Each LIGO is shaped like a giant “L.” Each line of the L is a 2.5-mile-long tunnel, with mirrors suspended at each end. The mirrors measure when a gravitational wave passes: a passing wave will make each mirror move slightly, just one ten-thousandth the size of a proton. The mirrors’ movement is measured by a laser; the length of time it takes the laser to bounce reveals whether a wave has passed.
LISA takes the same concept of LIGO and scales it up — a lot. In space, the three LISA spacecraft will position themselves 1.5 million miles apart from one another in a triangle. Laser beams will connect each vehicle to the other two. Instead of bouncing off of mirrors, however, the lasers will hit gold-platinum cubes that are essentially floating independently inside the spacecraft. When a wave passes by, the lasers can measure the shifts in space-time around the cube, which will appear to move.

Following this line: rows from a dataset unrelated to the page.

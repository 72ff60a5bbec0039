// passage_proxy
//
// Server-side rewriting web proxy.  A browser asks for
// `/proxy?q=<target>`; the proxy validates the target against an SSRF
// guard, fetches it, and rewrites every URL-bearing construct in the
// response so that follow-up requests route back through `/proxy`.
//
// Layout:
//   safety    SSRF guard (scheme and host checks)
//   url       proxify / absolutify / passthrough rules
//   edit      position-keyed text edits shared by the css and js rewriters
//   html      DOM rewriter (attributes, srcset, inline style and script)
//   css       token-level stylesheet rewriter
//   js        AST-located script rewriter
//   csp       content policy header and <meta> detection
//   runtime   client-side patch injected into pages and scripts
//   fetch     upstream fetcher with manual, validated redirects
//   dispatch  content-type routing of fetched bodies
//   server    axum router and listener
//   config    environment configuration
//   error     error types

pub mod config;
pub mod csp;
pub mod css;
pub mod dispatch;
pub mod edit;
pub mod error;
pub mod fetch;
pub mod html;
pub mod js;
pub mod runtime;
pub mod safety;
pub mod server;
pub mod url;

#[cfg(test)]
pub(crate) mod testing;

pub use config::ProxyConfig;
pub use error::{FetchError, ProxyError, RewriteError, ServeError};
pub use fetch::{Fetcher, HttpTransport, Transport};
pub use server::{router, serve};
// passage_proxy::runtime
//
// Client runtime patch.  A fixed script injected into every HTML page and
// prepended to every JavaScript response.  In the browser it keeps URLs
// built after load on the proxy:
//
//   XMLHttpRequest.prototype.open   url argument proxified
//   fetch                           string, URL and Request inputs
//   proxyImport(url)                dynamic import() target
//   proxyLocation                   location view that reports the real URL
//                                   and proxifies navigations
//
// The script mirrors `url::proxify` / `url::absolutify`, including the
// pseudo-scheme exclusions, so a URL the server already rewrote is never
// encoded twice.  It installs itself at most once per global.

/// The patch source, identical for every response.
pub const CLIENT_RUNTIME: &str = include_str!("runtime.js");

/// Statement recording the real document URL for the patch.
///
/// Pages always set it.  Scripts only set it when nothing did before them,
/// so a page's own base wins over the URLs of the scripts it loads; in a
/// worker the script URL is the right base.
pub fn base_declaration(base_url: &str, overwrite: bool) -> String {
    let quoted = serde_json::to_string(base_url)
        .unwrap_or_else(|_| "\"\"".to_string())
        .replace("</", "<\\/");
    if overwrite {
        format!("globalThis.__passageBase = {};", quoted)
    } else {
        format!(
            "if (!globalThis.__passageBase) globalThis.__passageBase = {};",
            quoted
        )
    }
}

/// The patch wrapped for insertion into markup.
pub fn script_tag(base_url: &str) -> String {
    format!(
        "<script>{}\n{}</script>",
        base_declaration(base_url, true),
        CLIENT_RUNTIME
    )
}

/// Splice the patch in front of the first `</head>`.
///
/// Returns the markup unchanged when there is no closing head tag.
pub fn inject_before_head_close(html: &str, base_url: &str) -> String {
    match find_ascii_case_insensitive(html, "</head>") {
        Some(idx) => {
            let tag = script_tag(base_url);
            let mut out = String::with_capacity(html.len() + tag.len());
            out.push_str(&html[..idx]);
            out.push_str(&tag);
            out.push_str(&html[idx..]);
            out
        }
        None => html.to_string(),
    }
}

/// Put the patch ahead of a script's own top-level code.
pub fn prepend_to_script(js: &str, base_url: &str) -> String {
    let declaration = base_declaration(base_url, false);
    let mut out =
        String::with_capacity(declaration.len() + CLIENT_RUNTIME.len() + js.len() + 2);
    out.push_str(&declaration);
    out.push('\n');
    out.push_str(CLIENT_RUNTIME);
    out.push('\n');
    out.push_str(js);
    out
}

fn find_ascii_case_insensitive(haystack: &str, needle: &str) -> Option<usize> {
    haystack
        .as_bytes()
        .windows(needle.len())
        .position(|w| w.eq_ignore_ascii_case(needle.as_bytes()))
}
// passage_proxy::server
//
// HTTP surface.  One route does all the work:
//
//   ANY /proxy?q=<target>   fetch target, rewrite by content type, respond
//   anything else           404 "Not found"
//
// Client request bodies are buffered (up to MAX_REQUEST_BODY) and forwarded
// for methods other than GET and HEAD.

use std::sync::Arc;

use axum::body::{to_bytes, Body};
use axum::extract::{RawQuery, State};
use axum::http::{HeaderMap, Method, StatusCode};
use axum::response::{IntoResponse, Response};
use axum::routing::any;
use axum::Router;
use log::{debug, error, info, warn};
use tokio::net::TcpListener;

use crate::config::ProxyConfig;
use crate::dispatch::{render, ProxiedBody, ProxiedResponse};
use crate::error::{ProxyError, ServeError};
use crate::fetch::{Fetcher, Transport};
use crate::url::{target_from_query, PROXY_PATH};

/// Largest client request body forwarded upstream.
pub const MAX_REQUEST_BODY: usize = 16 * 1024 * 1024;

/// Build the proxy router around a shared fetcher.
pub fn router<T: Transport + 'static>(fetcher: Arc<Fetcher<T>>) -> Router {
    Router::new()
        .route(PROXY_PATH, any(proxy_handler::<T>))
        .fallback(not_found)
        .with_state(fetcher)
}

/// Bind the configured address and serve until the listener fails.
pub async fn serve(config: ProxyConfig) -> Result<(), ServeError> {
    let addr = config.listen_addr().map_err(|source| ServeError::Address {
        addr: format!("{}:{}", config.host, config.port),
        source,
    })?;
    let fetcher = Arc::new(Fetcher::from_config(&config)?);

    let listener = TcpListener::bind(addr)
        .await
        .map_err(|source| ServeError::Bind {
            addr: addr.to_string(),
            source,
        })?;
    info!(
        "passage proxy listening on http://{} (upstream timeout {}s)",
        addr,
        config.upstream_timeout.as_secs()
    );

    axum::serve(listener, router(fetcher)).await?;
    Ok(())
}

async fn proxy_handler<T: Transport + 'static>(
    State(fetcher): State<Arc<Fetcher<T>>>,
    method: Method,
    RawQuery(query): RawQuery,
    headers: HeaderMap,
    body: Body,
) -> Result<ProxiedResponse, ProxyError> {
    let target = query
        .as_deref()
        .and_then(target_from_query)
        .ok_or(ProxyError::MissingQuery)?;

    let body = to_bytes(body, MAX_REQUEST_BODY).await.map_err(|e| {
        debug!("rejecting request body for {}: {}", target, e);
        ProxyError::BodyTooLarge
    })?;

    debug!("{} {}", method, target);
    let upstream = fetcher
        .fetch(method, &target, &headers, body)
        .await
        .map_err(|e| {
            warn!("fetch {} failed: {}", target, e);
            ProxyError::from(e)
        })?;

    render(upstream).await.map_err(|e| {
        error!("rewriting {} failed: {}", target, e);
        e
    })
}

async fn not_found() -> (StatusCode, &'static str) {
    (StatusCode::NOT_FOUND, "Not found")
}

impl IntoResponse for ProxiedResponse {
    fn into_response(self) -> Response {
        let body = match self.body {
            ProxiedBody::Text(text) => Body::from(text),
            ProxiedBody::Stream(stream) => Body::from_stream(stream),
        };
        (self.status, self.headers, body).into_response()
    }
}
#[cfg(test)]
mod tests {
    use super::*;
    use crate::test_support::fresh_client;

    fn run_step(client: &mut Client, step: &dyn SchemaStep) -> StepOutcome {
        let satisfied = step
            .is_satisfied(&mut SchemaInspector::new(client))
            .unwrap();
        if satisfied {
            StepOutcome::AlreadyPresent
        } else {
            step.apply(client).unwrap()
        }
    }

    #[test]
    fn create_table_is_idempotent() {
        let mut client = fresh_client();
        let step = CreateTable::new("posts", &["id BIGINT PRIMARY KEY", "created_at TIMESTAMP"]);

        assert_eq!(run_step(&mut client, &step), StepOutcome::Applied);
        assert_eq!(run_step(&mut client, &step), StepOutcome::AlreadyPresent);
        assert!(SchemaInspector::new(&mut client)
            .table_exists("posts")
            .unwrap());
    }

    #[test]
    fn add_plain_column_with_modifiers() {
        let mut client = fresh_client();
        client
            .batch_execute("CREATE TABLE posts (id BIGINT PRIMARY KEY)")
            .unwrap();

        let step = AddColumn::plain("posts", "status", "VARCHAR(20)")
            .not_null()
            .default_sql("'pending'");
        assert_eq!(run_step(&mut client, &step), StepOutcome::Applied);
        assert_eq!(run_step(&mut client, &step), StepOutcome::AlreadyPresent);

        let snapshot = SchemaInspector::new(&mut client).snapshot().unwrap();
        let column = snapshot.tables["posts"]
            .columns
            .iter()
            .find(|c| c.name == "status")
            .unwrap();
        assert!(column.not_null);
        assert!(column.default_value.as_deref().unwrap().contains("pending"));
    }

    #[test]
    fn required_foreign_key_on_empty_table_gets_placeholder_default() {
        let mut client = fresh_client();
        client
            .batch_execute(
                "CREATE TABLE accounts (id UUID PRIMARY KEY);
                 CREATE TABLE posts (id UUID PRIMARY KEY)",
            )
            .unwrap();

        let step = AddColumn::foreign_key("posts", "owner_id", "accounts").required();
        assert_eq!(run_step(&mut client, &step), StepOutcome::Applied);

        let snapshot = SchemaInspector::new(&mut client).snapshot().unwrap();
        let column = snapshot.tables["posts"]
            .columns
            .iter()
            .find(|c| c.name == "owner_id")
            .unwrap();
        assert!(column.not_null);
        assert!(column
            .default_value
            .as_deref()
            .unwrap()
            .contains(ZERO_UUID));
    }

    #[test]
    fn required_foreign_key_on_populated_table_is_nullable() {
        let mut client = fresh_client();
        client
            .batch_execute(
                "CREATE TABLE accounts (id UUID PRIMARY KEY);
                 CREATE TABLE posts (id UUID PRIMARY KEY);
                 INSERT INTO posts (id) VALUES (gen_random_uuid())",
            )
            .unwrap();

        let step = AddColumn::foreign_key("posts", "owner_id", "accounts").required();
        assert_eq!(run_step(&mut client, &step), StepOutcome::Applied);

        let snapshot = SchemaInspector::new(&mut client).snapshot().unwrap();
        let column = snapshot.tables["posts"]
            .columns
            .iter()
            .find(|c| c.name == "owner_id")
            .unwrap();
        assert!(!column.not_null);
        assert_eq!(column.default_value, None);
    }

    #[test]
    fn constraint_retrofit_tolerates_duplicate_data() {
        let mut client = fresh_client();
        client
            .batch_execute(
                "CREATE TABLE votes (post_id BIGINT, account_id BIGINT);
                 INSERT INTO votes VALUES (1, 1), (1, 1)",
            )
            .unwrap();

        let step = AddConstraint::unique("votes", "votes_post_id_account_id_key", &["post_id", "account_id"]);
        match run_step(&mut client, &step) {
            StepOutcome::ToleratedConflict { message } => {
                assert!(message.contains("votes_post_id_account_id_key"));
                assert!(message.contains("post_id, account_id"));
            }
            other => panic!("expected tolerated conflict, got {:?}", other),
        }

        // The constraint is absent, and cleaning the data lets it apply.
        let snapshot = SchemaInspector::new(&mut client).snapshot().unwrap();
        assert!(!snapshot.has_constraint("votes", "votes_post_id_account_id_key"));

        client.execute("DELETE FROM votes", &[]).unwrap();
        assert_eq!(run_step(&mut client, &step), StepOutcome::Applied);
        assert_eq!(run_step(&mut client, &step), StepOutcome::AlreadyPresent);
    }

    #[test]
    fn primary_key_retrofit_tolerates_duplicate_data() {
        let mut client = fresh_client();
        client
            .batch_execute(
                "CREATE TABLE votes (post_id BIGINT NOT NULL, account_id BIGINT NOT NULL);
                 INSERT INTO votes VALUES (1, 1), (1, 1)",
            )
            .unwrap();

        let step = AddConstraint::primary_key("votes", &["post_id", "account_id"]);
        assert!(matches!(
            run_step(&mut client, &step),
            StepOutcome::ToleratedConflict { .. }
        ));
        assert!(!SchemaInspector::new(&mut client)
            .constraint_exists("votes", "votes_pkey")
            .unwrap());
    }

    #[test]
    fn constraint_retrofit_propagates_unrelated_failures() {
        let mut client = fresh_client();
        client
            .batch_execute("CREATE TABLE votes (post_id BIGINT)")
            .unwrap();

        // Undefined column is not a uniqueness conflict; it must stay fatal.
        let step = AddConstraint::unique("votes", "votes_bogus_key", &["no_such_column"]);
        assert!(step.apply(&mut client).is_err());
    }

    #[test]
    fn index_steps_cover_btree_and_gin() {
        let mut client = fresh_client();
        client
            .batch_execute(
                "CREATE TABLE posts (id BIGINT PRIMARY KEY, tags JSONB, created_at TIMESTAMP)",
            )
            .unwrap();

        let gin = CreateIndex::new("idx_posts_tags", "posts", &["tags"]).gin();
        let desc = CreateIndex::new("idx_posts_created_at", "posts", &["created_at DESC"]);

        assert_eq!(run_step(&mut client, &gin), StepOutcome::Applied);
        assert_eq!(run_step(&mut client, &desc), StepOutcome::Applied);
        assert_eq!(run_step(&mut client, &gin), StepOutcome::AlreadyPresent);
        assert_eq!(run_step(&mut client, &desc), StepOutcome::AlreadyPresent);

        let mut inspector = SchemaInspector::new(&mut client);
        assert!(inspector.index_exists("idx_posts_tags").unwrap());
        assert!(inspector.index_exists("idx_posts_created_at").unwrap());
    }

    #[test]
    fn touch_trigger_updates_modification_timestamp() {
        let mut client = fresh_client();
        client
            .batch_execute(
                "CREATE TABLE posts (
                     id BIGINT PRIMARY KEY,
                     title TEXT,
                     updated_at TIMESTAMP DEFAULT CURRENT_TIMESTAMP
                 );
                 INSERT INTO posts (id, title) VALUES (1, 'first')",
            )
            .unwrap();

        let function = InstallTouchFunction::new("touch_updated_at", "updated_at");
        let trigger = AttachTrigger::new("touch_posts_updated_at", "posts", "touch_updated_at");

        assert_eq!(run_step(&mut client, &function), StepOutcome::Applied);
        assert_eq!(run_step(&mut client, &trigger), StepOutcome::Applied);
        assert_eq!(run_step(&mut client, &function), StepOutcome::AlreadyPresent);
        assert_eq!(run_step(&mut client, &trigger), StepOutcome::AlreadyPresent);

        let before: std::time::SystemTime = client
            .query_one("SELECT updated_at FROM posts WHERE id = 1", &[])
            .unwrap()
            .get(0);
        std::thread::sleep(std::time::Duration::from_millis(20));
        client
            .execute("UPDATE posts SET title = 'second' WHERE id = 1", &[])
            .unwrap();
        let after: std::time::SystemTime = client
            .query_one("SELECT updated_at FROM posts WHERE id = 1", &[])
            .unwrap()
            .get(0);
        assert!(after > before);
    }

    #[test]
    fn sequence_and_extension_steps_are_idempotent() {
        let mut client = fresh_client();

        let sequence = CreateSequence::new("post_sn_seq", 1);
        assert_eq!(run_step(&mut client, &sequence), StepOutcome::Applied);
        assert_eq!(run_step(&mut client, &sequence), StepOutcome::AlreadyPresent);

        let extension = EnableExtension::new("pgcrypto");
        match run_step(&mut client, &extension) {
            StepOutcome::Applied | StepOutcome::AlreadyPresent => {}
            other => panic!("unexpected outcome {:?}", other),
        }
        assert_eq!(run_step(&mut client, &extension), StepOutcome::AlreadyPresent);
    }
}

In order to work, those cubes have to be in a state of constant free fall; they cannot touch the spacecraft shielding them and must be unperturbed by outside forces, like solar radiation or tiny particles. So the cubes will live in a little cavity inside the spacecraft, which will be constantly adjusting their position with super small thrusters so the cube and spacecraft don’t touch. These little engines are incredibly teeny, producing just 30 microNewtons of thrust, which is about the weight of a mosquito, says Thorpe. A thruster firing at full strength would “be like one mosquito landing on the side of the spacecraft and moving it slightly,” he says.
LISA Pathfinder demonstrated that it could keep two golden cubes in a constant state of free fall. The mission also allowed scientists to create a model of how much noise the spacecraft can handle out in space and still do its job. That will be critical when it comes to building the LISA spacecraft over the next decade, says Thorpe. If any changes have to be made to LISA’s design, the engineers will know exactly what changes to the spacecraft are acceptable and which ones will prevent the vehicle from working properly.
But moving forward with LISA meant putting LISA Pathfinder to rest. By 2PM ET yesterday, the mission team had sent all the final commands to the spacecraft, turning off all its instruments and its radio antenna. LISA Pathfinder is situated a million miles from Earth, but there’s still the possibility that radio waves from the spacecraft could interfere with other satellite communications and radio telescopes. So ESA fired up the vehicle’s thrusters in April and sent it into an orbit around the Sun. That way there’s an incredibly small chance it will come near the Moon and Earth in the next 100 years.
Thanks to LISA Pathfinder, ESA is feeling very confident about LISA, which could help pick up whole new types of waves. Because of the vast distance it can cover, LISA may be able to pick up massive objects that are moving much more slowly than what LIGO can see. Potentially, LISA could see the slow mergers of supermassive black holes at the centers of galaxies or super-dense stars that are slowly spirally in toward each other. When these objects combine, they start to spin around each other more and more rapidly before finally merging in an explosive force. There’s even the possibility that LISA will be able to see a black hole merger before LIGO can see it.
“We’ll be able to tell what day and what part of the sky a merger will occur,” says Thorpe. “It changes the paradigm... We’ll be able to give advanced notice and approximate areas of where to go look.”